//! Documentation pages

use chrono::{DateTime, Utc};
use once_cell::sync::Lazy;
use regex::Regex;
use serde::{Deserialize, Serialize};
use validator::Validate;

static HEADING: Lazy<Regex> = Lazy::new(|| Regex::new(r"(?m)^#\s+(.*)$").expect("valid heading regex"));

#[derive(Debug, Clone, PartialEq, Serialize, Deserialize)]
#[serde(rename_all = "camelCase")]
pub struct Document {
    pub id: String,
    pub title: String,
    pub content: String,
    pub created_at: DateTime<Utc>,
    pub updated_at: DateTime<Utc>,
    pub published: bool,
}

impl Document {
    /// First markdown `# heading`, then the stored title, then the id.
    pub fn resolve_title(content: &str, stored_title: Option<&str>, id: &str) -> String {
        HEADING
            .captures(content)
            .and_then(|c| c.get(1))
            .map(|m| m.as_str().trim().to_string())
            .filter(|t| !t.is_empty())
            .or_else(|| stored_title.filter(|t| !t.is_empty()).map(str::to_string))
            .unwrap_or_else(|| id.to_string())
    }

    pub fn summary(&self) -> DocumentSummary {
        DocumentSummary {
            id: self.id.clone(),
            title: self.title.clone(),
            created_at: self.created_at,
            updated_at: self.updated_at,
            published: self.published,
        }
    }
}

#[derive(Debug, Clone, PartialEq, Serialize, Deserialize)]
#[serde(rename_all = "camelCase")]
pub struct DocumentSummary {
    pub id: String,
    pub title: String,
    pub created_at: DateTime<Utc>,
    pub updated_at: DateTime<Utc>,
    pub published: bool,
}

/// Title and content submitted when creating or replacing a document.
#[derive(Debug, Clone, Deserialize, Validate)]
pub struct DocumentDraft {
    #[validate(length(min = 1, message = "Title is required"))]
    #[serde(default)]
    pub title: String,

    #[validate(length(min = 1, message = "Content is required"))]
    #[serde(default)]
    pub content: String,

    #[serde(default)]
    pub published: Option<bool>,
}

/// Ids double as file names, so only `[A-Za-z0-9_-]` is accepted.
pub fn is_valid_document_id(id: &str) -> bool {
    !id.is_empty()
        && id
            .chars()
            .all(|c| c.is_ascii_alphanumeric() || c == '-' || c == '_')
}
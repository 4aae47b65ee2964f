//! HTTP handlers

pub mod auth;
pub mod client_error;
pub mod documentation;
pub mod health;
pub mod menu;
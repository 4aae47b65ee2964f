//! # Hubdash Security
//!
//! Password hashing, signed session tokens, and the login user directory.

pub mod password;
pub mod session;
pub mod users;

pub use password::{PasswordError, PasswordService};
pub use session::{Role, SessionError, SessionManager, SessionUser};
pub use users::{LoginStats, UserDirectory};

____

▸ YOUR OBJECTIVE
Read the data above and pull out each line that holds the string "bool".

▸ REPLY TO THE TASK
    pub published: bool,
    pub published: bool,
    pub published: Option<bool>,
pub fn is_valid_document_id(id: &str) -> bool {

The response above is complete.